(Records from a collection)
*** Block opens ***

use crate::cluster::{
    ClusterParams, DEFAULT_MAX_TIME_DELTA, DEFAULT_MIN_STACK_LEN, DEFAULT_WARN_STACK_LEN,
};
use crate::scanner::default_extensions;
use serde::{Deserialize, Serialize};
use std::path::{Path, PathBuf};
use thiserror::Error;
use time::Duration;
use tracing::debug;

/// File name looked up in the working directory and the user config dir.
pub const DEFAULT_CONFIG_FILE: &str = "stackdealer.toml";

/// One day; anything larger is certainly a unit mistake.
const MAX_TIME_DELTA_LIMIT: f64 = 86_400.0;

#[derive(Debug, Error)]
pub enum ConfigError {
    #[error("cannot read config {}: {source}", path.display())]
    Read {
        path: PathBuf,
        #[source]
        source: std::io::Error,
    },
    #[error("invalid config {}: {source}", path.display())]
    Parse {
        path: PathBuf,
        #[source]
        source: toml::de::Error,
    },
    #[error("invalid value for {key}: {message}")]
    InvalidValue { key: &'static str, message: String },
}

/// External program that exports recent photos into a folder.
///
/// It is invoked as `program [args..] <destination> <lookback_hours>`.
#[derive(Debug, Clone, PartialEq, Eq, Serialize, Deserialize)]
pub struct FetcherSettings {
    pub program: PathBuf,
    #[serde(default)]
    pub args: Vec<String>,
}

/// Application driven through the scripting bridge once stacks exist.
#[derive(Debug, Clone, PartialEq, Eq, Serialize, Deserialize)]
pub struct ProcessorSettings {
    /// Application name as the scripting bridge knows it.
    pub application: String,
    /// Script the application runs against the grouped folder.
    pub script: PathBuf,
    /// Ask the application to quit after the script finishes.
    #[serde(default = "default_quit_after")]
    pub quit_after: bool,
}

fn default_quit_after() -> bool {
    true
}

/// Every field has a default, so a file only lists the values that differ.
#[derive(Debug, Clone, PartialEq, Serialize, Deserialize)]
#[serde(default, deny_unknown_fields)]
pub struct Settings {
    /// Largest gap in seconds between two photos of one stack.
    pub max_time_delta: f64,
    pub min_stack_len: usize,
    pub warn_stack_len: usize,
    pub storage_root: Option<PathBuf>,
    pub folder_base_pattern: String,
    pub grouped_folder_name: String,
    pub supported_extensions: Vec<String>,
    /// How far back the fetcher looks for new photos.
    pub lookback_hours: u32,
    pub fetcher: Option<FetcherSettings>,
    pub processor: Option<ProcessorSettings>,
}

impl Default for Settings {
    fn default() -> Self {
        Self {
            max_time_delta: DEFAULT_MAX_TIME_DELTA.as_seconds_f64(),
            min_stack_len: DEFAULT_MIN_STACK_LEN,
            warn_stack_len: DEFAULT_WARN_STACK_LEN,
            storage_root: None,
            folder_base_pattern: String::from("!newstack"),
            grouped_folder_name: String::from("fs"),
            supported_extensions: default_extensions(),
            lookback_hours: 24,
            fetcher: None,
            processor: None,
        }
    }
}

impl Settings {
    /// Loads and validates settings from a TOML file.
    pub fn load(path: impl AsRef<Path>) -> Result<Self, ConfigError> {
        let path = path.as_ref();
        let content = std::fs::read_to_string(path).map_err(|source| ConfigError::Read {
            path: path.to_path_buf(),
            source,
        })?;
        let settings = Self::from_toml(&content).map_err(|source| ConfigError::Parse {
            path: path.to_path_buf(),
            source,
        })?;
        settings.validate()?;
        debug!(path = %path.display(), "loaded settings");
        Ok(settings)
    }

    pub fn from_toml(content: &str) -> Result<Self, toml::de::Error> {
        toml::from_str(content)
    }

    /// Loads the first config file found among the default locations, or
    /// returns defaults when there is none.
    pub fn load_or_default() -> Result<Self, ConfigError> {
        match default_config_paths().into_iter().find(|path| path.is_file()) {
            Some(path) => Self::load(path),
            None => {
                debug!("no config file found, using defaults");
                Ok(Self::default())
            }
        }
    }

    pub fn validate(&self) -> Result<(), ConfigError> {
        if !(0.0..=MAX_TIME_DELTA_LIMIT).contains(&self.max_time_delta) {
            return Err(invalid(
                "max_time_delta",
                format!(
                    "must be between 0 and {} seconds, got {}",
                    MAX_TIME_DELTA_LIMIT, self.max_time_delta
                ),
            ));
        }
        if self.min_stack_len < 1 {
            return Err(invalid("min_stack_len", "must be at least 1".to_string()));
        }
        if self.folder_base_pattern.trim_start_matches('/').is_empty() {
            return Err(invalid("folder_base_pattern", "must not be empty".to_string()));
        }
        validate_folder_name("grouped_folder_name", &self.grouped_folder_name)?;
        if self.supported_extensions.is_empty() {
            return Err(invalid(
                "supported_extensions",
                "at least one extension is required".to_string(),
            ));
        }
        if let Some(ext) = self
            .supported_extensions
            .iter()
            .find(|ext| ext.is_empty() || ext.starts_with('.'))
        {
            return Err(invalid(
                "supported_extensions",
                format!("{:?} must be a bare suffix such as \"jpg\"", ext),
            ));
        }
        Ok(())
    }

    pub fn cluster_params(&self) -> ClusterParams {
        ClusterParams {
            max_delta: Duration::seconds_f64(self.max_time_delta),
            min_len: self.min_stack_len,
            warn_len: self.warn_stack_len,
        }
    }

    pub fn storage_root(&self) -> Result<&Path, ConfigError> {
        self.storage_root
            .as_deref()
            .ok_or_else(|| invalid("storage_root", "is required to run the pipeline".to_string()))
    }
}

fn validate_folder_name(key: &'static str, name: &str) -> Result<(), ConfigError> {
    if name.is_empty() || name == "." || name == ".." {
        return Err(invalid(key, format!("{:?} is not a folder name", name)));
    }
    if name.contains(['/', '\\']) {
        return Err(invalid(key, format!("{:?} must not contain path separators", name)));
    }
    Ok(())
}

fn invalid(key: &'static str, message: String) -> ConfigError {
    ConfigError::InvalidValue { key, message }
}

/// `./stackdealer.toml`, then `<config dir>/stackdealer/stackdealer.toml`.
pub fn default_config_paths() -> Vec<PathBuf> {
    let mut paths = vec![PathBuf::from(DEFAULT_CONFIG_FILE)];
    if let Some(mut dir) = dirs::config_dir() {
        dir.push("stackdealer");
        dir.push(DEFAULT_CONFIG_FILE);
        paths.push(dir);
    }
    paths
}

*** Block closes ***

Task instructions: The answer must hold only the lines from the first line of the data through the line bearing "use time::Duration;", returned exactly.

The answer:
use crate::cluster::{
    ClusterParams, DEFAULT_MAX_TIME_DELTA, DEFAULT_MIN_STACK_LEN, DEFAULT_WARN_STACK_LEN,
};
use crate::scanner::default_extensions;
use serde::{Deserialize, Serialize};
use std::path::{Path, PathBuf};
use thiserror::Error;
use time::Duration;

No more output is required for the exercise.